My family left my multi-generational hometown, traveled the country full time during a pandemic, moved to Nashville, moved back to Conway, Arkansas, and finally, my husband, Brian, and I completed our legal separation a year ago. This has been a beautiful and beneficial decision for our family and was made with incredible intention and unconditional love. I won’t go into the details here, but you can read the announcement post I made here.
Having grown up in the Bible Belt, this was a decision that many people I grew up with, people who helped raise me, didn’t understand or agree with. I knew that would be the case, and that’s okay. For every person who doesn’t understand or who reacts with judgment, there are five more who DM me asking how we’ve been able to remain a family, love each other well, and still restructure the format of our relationship. Even before we legally separated, I knew that our story would be used to help remove shame from people in situations similar to ours, and we’re doing that. So while it can feel murky and confusing to go against everything you were taught growing up, we’re honoring our truth.
At some point in our lives, we all experience that feeling of breaking away from what we were raised on, instead deciding who we want to be and what we want to believe all for ourselves. These conversations and stories can feel confusing and overwhelming for many. For that reason, sometimes we keep them secret.
Well, keeping things secret isn’t really for me. I share so others know it’s okay to share too. This week, I’m going to be sharing with you the beginnings of a spiritual awakening that occurred side by side with all the changes of the past few years. This is meant to be of service to those who my story can help.
What I share may not be your cup of tea. You may just feel totally ambivalent about it. That’s totally okay! This is my story and what’s been life-changing for me. In no way am I saying “this is the only way” or “this is the one answer you need to fix your life.” What I know for sure is that my work is to experience life and share it in the most honest, vulnerable way I know how. So that’s what this week is all about.
When I learn a lesson, I so desperately want to save others from pain, which ultimately means keeping them from learning the lesson themselves. I want to tell everyone exactly what to do to avoid the pitfalls and pain points I’ve experienced. I’ve literally built a business doing this. But when it comes to my personal life, I’m learning that I need to be a lighthouse, not a tugboat. My job isn’t to drag people out of the storm back to the safety of the shore, but to stand grounded on land myself, shining my light, sharing my truth, and allowing others to find a safe haven with me when they’re ready.
So now that I’ve set the stage… let’s get into it.
When I was three years old, I was in a car accident that forever changed the trajectory of my life. I lost my sister, and her presence is something I’ve missed every day since. I feel her near me through the little signs and signals she sends me, and also through this deep knowing inside of me that I’ve had ever since that accident, this knowing that she and I had a deep purpose to fulfill. There had to be right? Because if not, what are we here for? What was I here for?

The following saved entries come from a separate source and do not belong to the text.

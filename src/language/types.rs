//! Types representing an Abstract Syntax Tree for the IML language
//!
//! The tree mirrors the shape the external parser emits: each syntactic
//! category is a closed enum of discriminant tags, wrapped (where the
//! category is a composite record) in a struct carrying the source span and
//! the attached attributes. Spans refer to character offsets in the original
//! buffer; they are consulted only for verbatim fallback, preserved numeric
//! literals, and the declaration-keyword scan — never for ordinary layout.

/// Half-open range of character offsets into the original source buffer.
#[derive(Debug, Clone, Copy, PartialEq, Eq, Default)]
pub struct Span {
    pub start: usize,
    pub end: usize,
}

impl Span {
    pub fn new(start: usize, end: usize) -> Span {
        Span { start, end }
    }

    /// The smallest span covering both `self` and `other`.
    pub fn cover(&self, other: &Span) -> Span {
        Span {
            start: self.start.min(other.start),
            end: self.end.max(other.end),
        }
    }

    /// Slice the original source text, clamped to the buffer. A span that
    /// lands inside a multibyte character yields the empty string rather
    /// than panicking.
    pub fn text<'s>(&self, source: &'s str) -> &'s str {
        let start = self.start.min(source.len());
        let end = self.end.clamp(start, source.len());
        source.get(start..end).unwrap_or("")
    }
}

/// A possibly module-qualified identifier such as `x` or `Z.of_nativeint`.
#[derive(Debug, Clone, PartialEq, Eq)]
pub enum Longident {
    Ident(String),
    Dot(Box<Longident>, String),
    Apply(Box<Longident>, Box<Longident>),
}

impl Longident {
    pub fn ident(name: &str) -> Longident {
        Longident::Ident(name.to_string())
    }

    pub fn dot(module: &str, name: &str) -> Longident {
        Longident::Dot(Box::new(Longident::ident(module)), name.to_string())
    }

    /// The unqualified identifier, if this is a plain `Lident`.
    pub fn as_plain(&self) -> Option<&str> {
        match self {
            Longident::Ident(name) => Some(name),
            _ => None,
        }
    }

    /// True for a single-level qualification `Module.name`.
    pub fn is_qualified(&self, module: &str, name: &str) -> bool {
        match self {
            Longident::Dot(prefix, last) => {
                last == name && prefix.as_plain() == Some(module)
            }
            _ => false,
        }
    }
}

/// Literal constants. The integer and float payloads keep the source
/// spelling (the parser does) along with the optional suffix character.
#[derive(Debug, Clone, PartialEq, Eq)]
pub enum Constant {
    Integer(String, Option<char>),
    Char(char),
    String(String, Option<String>),
    Float(String, Option<char>),
}

/// Labels on function parameters and call arguments.
#[derive(Debug, Clone, PartialEq, Eq)]
pub enum ArgLabel {
    None,
    Labelled(String),
    Optional(String),
}

#[derive(Debug, Clone, Copy, PartialEq, Eq)]
pub enum RecFlag {
    Nonrecursive,
    Recursive,
}

#[derive(Debug, Clone, Copy, PartialEq, Eq)]
pub enum ClosedFlag {
    Closed,
    Open,
}

/// Metadata attached to a node. Attributes never change the tree shape but
/// may retarget how the owning node prints (comments, theorem markers).
#[derive(Debug, Clone, PartialEq, Eq)]
pub struct Attribute {
    pub name: String,
    pub payload: Payload,
    pub span: Span,
}

impl Attribute {
    /// The raw string carried by comment-style attributes, whose payload is
    /// a single evaluated string constant.
    pub fn raw_text(&self) -> Option<&str> {
        if let Payload::Structure(items) = &self.payload {
            if let [item] = items.as_slice() {
                if let StructureItemDesc::Eval(expr, _) = &item.desc {
                    if let ExpressionDesc::Constant(Constant::String(text, _)) = &expr.desc {
                        return Some(text);
                    }
                }
            }
        }
        None
    }
}

/// Payload of an attribute or extension point.
#[derive(Debug, Clone, PartialEq, Eq)]
pub enum Payload {
    Structure(Vec<StructureItem>),
    Signature,
    Type,
    Pattern,
}

/// Extension point `[%id PAYLOAD]`.
#[derive(Debug, Clone, PartialEq, Eq)]
pub struct Extension {
    pub name: String,
    pub payload: Payload,
}

#[derive(Debug, Clone, PartialEq, Eq)]
pub struct CoreType {
    pub desc: CoreTypeDesc,
    pub span: Span,
    pub attributes: Vec<Attribute>,
}

#[derive(Debug, Clone, PartialEq, Eq)]
pub enum CoreTypeDesc {
    Any,
    Var(String),
    Arrow(ArgLabel, Box<CoreType>, Box<CoreType>),
    Tuple(Vec<CoreType>),
    Constr(Longident, Vec<CoreType>),
    Alias(Box<CoreType>, String),
    Object,
    Class,
    Variant,
    Poly,
    Package,
    Open,
    Extension,
    Unknown(String),
}

#[derive(Debug, Clone, PartialEq, Eq)]
pub struct Pattern {
    pub desc: PatternDesc,
    pub span: Span,
    pub attributes: Vec<Attribute>,
}

#[derive(Debug, Clone, PartialEq, Eq)]
pub enum PatternDesc {
    Any,
    Var(String),
    Alias(Box<Pattern>, String),
    Constant(Constant),
    Interval(Constant, Constant),
    Tuple(Vec<Pattern>),
    Construct(Longident, Option<ConstructPattern>),
    Variant(String, Option<Box<Pattern>>),
    Record(Vec<(Longident, Pattern)>, ClosedFlag),
    Array(Vec<Pattern>),
    Or(Box<Pattern>, Box<Pattern>),
    Constraint(Box<Pattern>, Box<CoreType>),
    Type(Longident),
    Lazy(Box<Pattern>),
    Unpack(Option<String>),
    Exception(Box<Pattern>),
    Effect(Box<Pattern>, Box<Pattern>),
    Extension(Extension),
    Open(Longident, Box<Pattern>),
    Unknown(String),
}

/// Argument of a constructor pattern, `C (type a b) P`.
#[derive(Debug, Clone, PartialEq, Eq)]
pub struct ConstructPattern {
    pub newtypes: Vec<String>,
    pub pattern: Box<Pattern>,
}

#[derive(Debug, Clone, PartialEq, Eq)]
pub struct Expression {
    pub desc: ExpressionDesc,
    pub span: Span,
    pub attributes: Vec<Attribute>,
}

#[derive(Debug, Clone, PartialEq, Eq)]
pub enum ExpressionDesc {
    Ident(Longident),
    Constant(Constant),
    Let(RecFlag, Vec<ValueBinding>, Box<Expression>),
    Function(Vec<FunctionParam>, FunctionBody),
    Apply(Box<Expression>, Vec<(ArgLabel, Expression)>),
    Match(Box<Expression>, Vec<Case>),
    Try(Box<Expression>, Vec<Case>),
    Tuple(Vec<Expression>),
    Construct(Longident, Option<Box<Expression>>),
    Variant(String, Option<Box<Expression>>),
    Record(Vec<(Longident, Expression)>, Option<Box<Expression>>),
    Field(Box<Expression>, Longident),
    SetField(Box<Expression>, Longident, Box<Expression>),
    Array(Vec<Expression>),
    IfThenElse(Box<Expression>, Box<Expression>, Option<Box<Expression>>),
    Sequence(Box<Expression>, Box<Expression>),
    While(Box<Expression>, Box<Expression>),
    For(Box<Pattern>, Box<Expression>, Box<Expression>, Direction, Box<Expression>),
    Constraint(Box<Expression>, Box<CoreType>),
    Coerce(Box<Expression>, Option<Box<CoreType>>, Box<CoreType>),
    Send(Box<Expression>, String),
    New(Longident),
    SetInstVar(String, Box<Expression>),
    Override(Vec<(String, Expression)>),
    LetModule(Option<String>, Box<ModuleExpr>, Box<Expression>),
    LetException(ExtensionConstructor, Box<Expression>),
    Assert(Box<Expression>),
    Lazy(Box<Expression>),
    Poly(Box<Expression>, Option<Box<CoreType>>),
    Object,
    NewType(String, Box<Expression>),
    Pack(Box<ModuleExpr>),
    OpenIn(OpenDeclaration, Box<Expression>),
    LetOp(Box<LetOp>),
    Extension(Extension),
    Unreachable,
    Unknown(String),
}

#[derive(Debug, Clone, Copy, PartialEq, Eq)]
pub enum Direction {
    Upto,
    Downto,
}

/// One `pattern = expression` binding of a `let` group.
#[derive(Debug, Clone, PartialEq, Eq)]
pub struct ValueBinding {
    pub pattern: Pattern,
    pub expr: Expression,
    pub attributes: Vec<Attribute>,
    pub span: Span,
}

/// One `pattern -> expression` case, with an optional `when` guard.
#[derive(Debug, Clone, PartialEq, Eq)]
pub struct Case {
    pub lhs: Pattern,
    pub guard: Option<Expression>,
    pub rhs: Expression,
}

#[derive(Debug, Clone, PartialEq, Eq)]
pub enum FunctionParam {
    Value {
        label: ArgLabel,
        default: Option<Expression>,
        pattern: Pattern,
    },
    NewType(String),
}

#[derive(Debug, Clone, PartialEq, Eq)]
pub enum FunctionBody {
    Expression(Box<Expression>),
    Cases(Vec<Case>),
}

/// `let* P = E and* Q = F in BODY`.
#[derive(Debug, Clone, PartialEq, Eq)]
pub struct LetOp {
    pub binding: BindingOp,
    pub ands: Vec<BindingOp>,
    pub body: Box<Expression>,
}

#[derive(Debug, Clone, PartialEq, Eq)]
pub struct BindingOp {
    pub op: String,
    pub pattern: Pattern,
    pub expr: Expression,
}

#[derive(Debug, Clone, PartialEq, Eq)]
pub struct ModuleExpr {
    pub desc: ModuleExprDesc,
    pub span: Span,
    pub attributes: Vec<Attribute>,
}

#[derive(Debug, Clone, PartialEq, Eq)]
pub enum ModuleExprDesc {
    Ident(Longident),
    Structure(Vec<StructureItem>),
    Functor,
    Apply,
    ApplyUnit,
    Constraint,
    Unpack,
    Extension,
    Unknown(String),
}

/// `module X = ME` binding.
#[derive(Debug, Clone, PartialEq, Eq)]
pub struct ModuleBinding {
    pub name: Option<String>,
    pub expr: ModuleExpr,
    pub attributes: Vec<Attribute>,
    pub span: Span,
}

/// `open M`, with the override flag for `open!`.
#[derive(Debug, Clone, PartialEq, Eq)]
pub struct OpenDeclaration {
    pub expr: ModuleExpr,
    pub override_: bool,
    pub attributes: Vec<Attribute>,
}

#[derive(Debug, Clone, PartialEq, Eq)]
pub struct TypeDeclaration {
    pub name: String,
    pub kind: TypeKind,
    pub manifest: Option<CoreType>,
    pub attributes: Vec<Attribute>,
    pub span: Span,
}

#[derive(Debug, Clone, PartialEq, Eq)]
pub enum TypeKind {
    Abstract,
    Variant(Vec<ConstructorDeclaration>),
    Record(Vec<LabelDeclaration>),
    Open,
}

#[derive(Debug, Clone, PartialEq, Eq)]
pub struct ConstructorDeclaration {
    pub name: String,
    pub args: ConstructorArguments,
    pub result: Option<CoreType>,
    pub attributes: Vec<Attribute>,
    pub span: Span,
}

#[derive(Debug, Clone, PartialEq, Eq)]
pub enum ConstructorArguments {
    Tuple(Vec<CoreType>),
    Record(Vec<LabelDeclaration>),
}

impl ConstructorArguments {
    pub fn is_empty(&self) -> bool {
        match self {
            ConstructorArguments::Tuple(types) => types.is_empty(),
            ConstructorArguments::Record(labels) => labels.is_empty(),
        }
    }
}

#[derive(Debug, Clone, PartialEq, Eq)]
pub struct LabelDeclaration {
    pub name: String,
    pub mutable_: bool,
    pub typ: CoreType,
    pub attributes: Vec<Attribute>,
    pub span: Span,
}

/// Constructor of an extensible type or exception.
#[derive(Debug, Clone, PartialEq, Eq)]
pub struct ExtensionConstructor {
    pub name: String,
    pub kind: ExtensionConstructorKind,
    pub attributes: Vec<Attribute>,
    pub span: Span,
}

#[derive(Debug, Clone, PartialEq, Eq)]
pub enum ExtensionConstructorKind {
    Decl(Vec<String>, ConstructorArguments, Option<CoreType>),
    Rebind(Longident),
}

/// `exception C of T`.
#[derive(Debug, Clone, PartialEq, Eq)]
pub struct TypeException {
    pub constructor: ExtensionConstructor,
    pub attributes: Vec<Attribute>,
}

/// `val x : T` or `external x : T = "prim"`.
#[derive(Debug, Clone, PartialEq, Eq)]
pub struct ValueDescription {
    pub name: String,
    pub typ: CoreType,
    pub prims: Vec<String>,
    pub attributes: Vec<Attribute>,
    pub span: Span,
}

#[derive(Debug, Clone, PartialEq, Eq)]
pub struct StructureItem {
    pub desc: StructureItemDesc,
    pub span: Span,
}

#[derive(Debug, Clone, PartialEq, Eq)]
pub enum StructureItemDesc {
    Eval(Expression, Vec<Attribute>),
    Value(RecFlag, Vec<ValueBinding>),
    Primitive(ValueDescription),
    Type(RecFlag, Vec<TypeDeclaration>),
    TypeExt,
    Exception(TypeException),
    Module(ModuleBinding),
    RecModule,
    ModType,
    Open(OpenDeclaration),
    Class,
    ClassType,
    Include,
    Attribute(Attribute),
    Extension,
    Unknown(String),
}

#[derive(Debug, Clone, PartialEq, Eq)]
pub struct Directive {
    pub name: String,
    pub arg: Option<DirectiveArgument>,
    pub span: Span,
}

#[derive(Debug, Clone, PartialEq, Eq)]
pub struct DirectiveArgument {
    pub desc: DirectiveArgumentDesc,
    pub span: Span,
}

#[derive(Debug, Clone, PartialEq, Eq)]
pub enum DirectiveArgumentDesc {
    String(String),
    Int(String, Option<char>),
    Ident(Longident),
    Bool(bool),
    Unknown(String),
}

/// One top-level unit of the source file.
#[derive(Debug, Clone, PartialEq, Eq)]
pub enum Phrase {
    Definitions(Vec<StructureItem>),
    Directive(Directive),
}

/// A whole parsed source file, in source order.
#[derive(Debug, Clone, PartialEq, Eq, Default)]
pub struct Program {
    pub phrases: Vec<Phrase>,
}

#[cfg(test)]
mod check {
    use super::*;

    #[test]
    fn span_slices_the_source() {
        let source = "let a = 1";
        assert_eq!(Span::new(4, 5).text(source), "a");
    }

    #[test]
    fn span_is_clamped_to_the_buffer() {
        let source = "let a = 1";
        assert_eq!(Span::new(8, 40).text(source), "1");
        assert_eq!(Span::new(40, 50).text(source), "");
    }

    #[test]
    fn span_inside_a_multibyte_character_is_empty() {
        let source = "let é = 1";
        // 5 splits the two-byte character
        assert_eq!(Span::new(4, 5).text(source), "");
    }

    #[test]
    fn cover_spans_both_ranges() {
        let covered = Span::new(4, 9).cover(&Span::new(0, 6));
        assert_eq!(covered, Span::new(0, 9));
    }
}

When I first started my business, it didn’t occur to me that my purpose could be fulfilled through my business. At first, my career was run by ego. Deep down, I now recognize that what I really wanted was validation. I spent much of my childhood feeling misunderstood. Loss and pain forced me to grow up too quickly, and I often felt like an adult trapped in a child’s body, trying to manage my parents’ emotions, working through my own grief, and grappling with complex emotions and thoughts inside my own head. And I didn’t feel like anyone saw that. At first, my work was more about being seen than serving others.
And I learned a lot. I worked hard. Like– insanely hard. I remember overhearing someone watching me loading chairs and tables into a van all by myself and she said, “One thing you can say about her; she works harder than anyone I know.” Hard work validated. It felt good in the moment, but it didn’t last. It wasn’t my “something more.” My work was good, but it wasn’t true.

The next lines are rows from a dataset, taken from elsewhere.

// Types representing the IML abstract syntax tree

mod types;

// Re-export all public symbols
pub use types::*;
//! The seam to the external IML parser
//!
//! Lexing and parsing are not done here. A separate parser executable reads
//! IML source text on stdin and writes the parsed tree as JSON on stdout;
//! this module runs it and decodes that JSON into the [`crate::language`]
//! types. The JSON is the usual encoding of an ML parsetree: variants as
//! `["Tag", args...]` arrays, records as objects, options as `null` or the
//! value.

use std::fmt;
use std::io::Write;
use std::process::{Command, Stdio};

use tracing::debug;

use crate::language::Program;

mod decode;

/// The collaborator that turns IML source text into a syntax tree.
pub trait Parse {
    fn parse(&self, source: &str) -> Result<Program, ParsingError>;
}

#[derive(Debug, Clone, PartialEq, Eq)]
pub enum ParsingError {
    CommandUnavailable(String, String),
    Io(String),
    ParserFailure(String),
    InvalidJson(String),
    MissingField(&'static str),
    UnexpectedShape(String),
}

impl fmt::Display for ParsingError {
    fn fmt(&self, f: &mut fmt::Formatter<'_>) -> fmt::Result {
        match self {
            ParsingError::CommandUnavailable(command, error) => {
                write!(f, "unable to run parser '{}': {}", command, error)
            }
            ParsingError::Io(error) => write!(f, "parser i/o failure: {}", error),
            ParsingError::ParserFailure(message) => {
                if message.is_empty() {
                    write!(f, "parser rejected the input")
                } else {
                    write!(f, "parser rejected the input: {}", message)
                }
            }
            ParsingError::InvalidJson(error) => {
                write!(f, "parser produced invalid JSON: {}", error)
            }
            ParsingError::MissingField(field) => {
                write!(f, "parse tree is missing '{}'", field)
            }
            ParsingError::UnexpectedShape(what) => {
                write!(f, "unexpected parse tree shape: {}", what)
            }
        }
    }
}

/// Decode a parsetree that is already in JSON form.
pub fn parse_json(json: &str) -> Result<Program, ParsingError> {
    let value: serde_json::Value =
        serde_json::from_str(json).map_err(|error| ParsingError::InvalidJson(error.to_string()))?;
    decode::program(&value)
}

/// Runs a parser executable, feeding it source text on stdin and reading
/// the parsetree JSON from its stdout.
#[derive(Debug, Clone)]
pub struct ExternalParser {
    command: String,
}

impl ExternalParser {
    pub fn new(command: impl Into<String>) -> ExternalParser {
        ExternalParser {
            command: command.into(),
        }
    }
}

impl Parse for ExternalParser {
    fn parse(&self, source: &str) -> Result<Program, ParsingError> {
        debug!("running parser '{}'", self.command);
        let mut child = Command::new(&self.command)
            .stdin(Stdio::piped())
            .stdout(Stdio::piped())
            .stderr(Stdio::piped())
            .spawn()
            .map_err(|error| {
                ParsingError::CommandUnavailable(self.command.clone(), error.to_string())
            })?;

        // stdin is piped, so take() always succeeds; dropping it closes the
        // pipe and lets the parser see end of input.
        if let Some(mut stdin) = child.stdin.take() {
            stdin
                .write_all(source.as_bytes())
                .map_err(|error| ParsingError::Io(error.to_string()))?;
        }

        let output = child
            .wait_with_output()
            .map_err(|error| ParsingError::Io(error.to_string()))?;
        if !output.status.success() {
            let stderr = String::from_utf8_lossy(&output.stderr);
            return Err(ParsingError::ParserFailure(stderr.trim().to_string()));
        }

        let stdout = String::from_utf8_lossy(&output.stdout);
        parse_json(&stdout)
    }
}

Everything changed when I wrote about my business experience and it helped people. THIS felt true to me. This felt so much truer than making bouquets or renting wedding equipment. So at the height of my career– when I was getting all the affirmation and validation I could want in the form of Martha Stewart Weddings accolades and big, fat wedding deposits, I let it all go. I realized helping other people with my story mattered much more than a paycheck.
And really, that’s how we’ve gotten here. And I’m so thankful that this is my work– continually uncovering my truth, sharing it, and inviting others to do the same. Especially this week as I share this series on something that’s so personal and so integral to my life right now.
So here’s what’s true for me…
I grew up in a small town in Arkansas. I spent every Sunday morning, Sunday evening, and Wednesday evening at church. As did most of my friends. This church was filled with very well-meaning people, and with two grieving parents at home, the community at church gave me a reprieve from loneliness. But there were also a few times where… when I look back… I can feel a sense of discontentment with what I was being told. I’d hear something and just feel… off. (Maybe you can relate, and maybe not. I have friends who grew up in the same exact spaces I did, and they agree with me on some of these and were totally unbothered by others.)
a few examples were…
When the pastor would say homosexuals were going to hell. My body said, “No. That doesn’t feel right to me. In fact, the God I know loves everyone.”
When the Sunday School teacher would say, “Now girls you have to wear a one-piece swimsuit on the mission trip. No two pieces. You are responsible for keeping the boys’ thoughts pure.” My body thought, “No. That’s not right. In fact, I’m a teenager and I’m tempted– even though I’m not allowed to admit that out loud– by seeing that boy with his shirt off. So I have to stay in control when I see a guy with his shirt off, but if he sees my belly button it’s all my fault? What if we are all responsible for our own thoughts and actions.”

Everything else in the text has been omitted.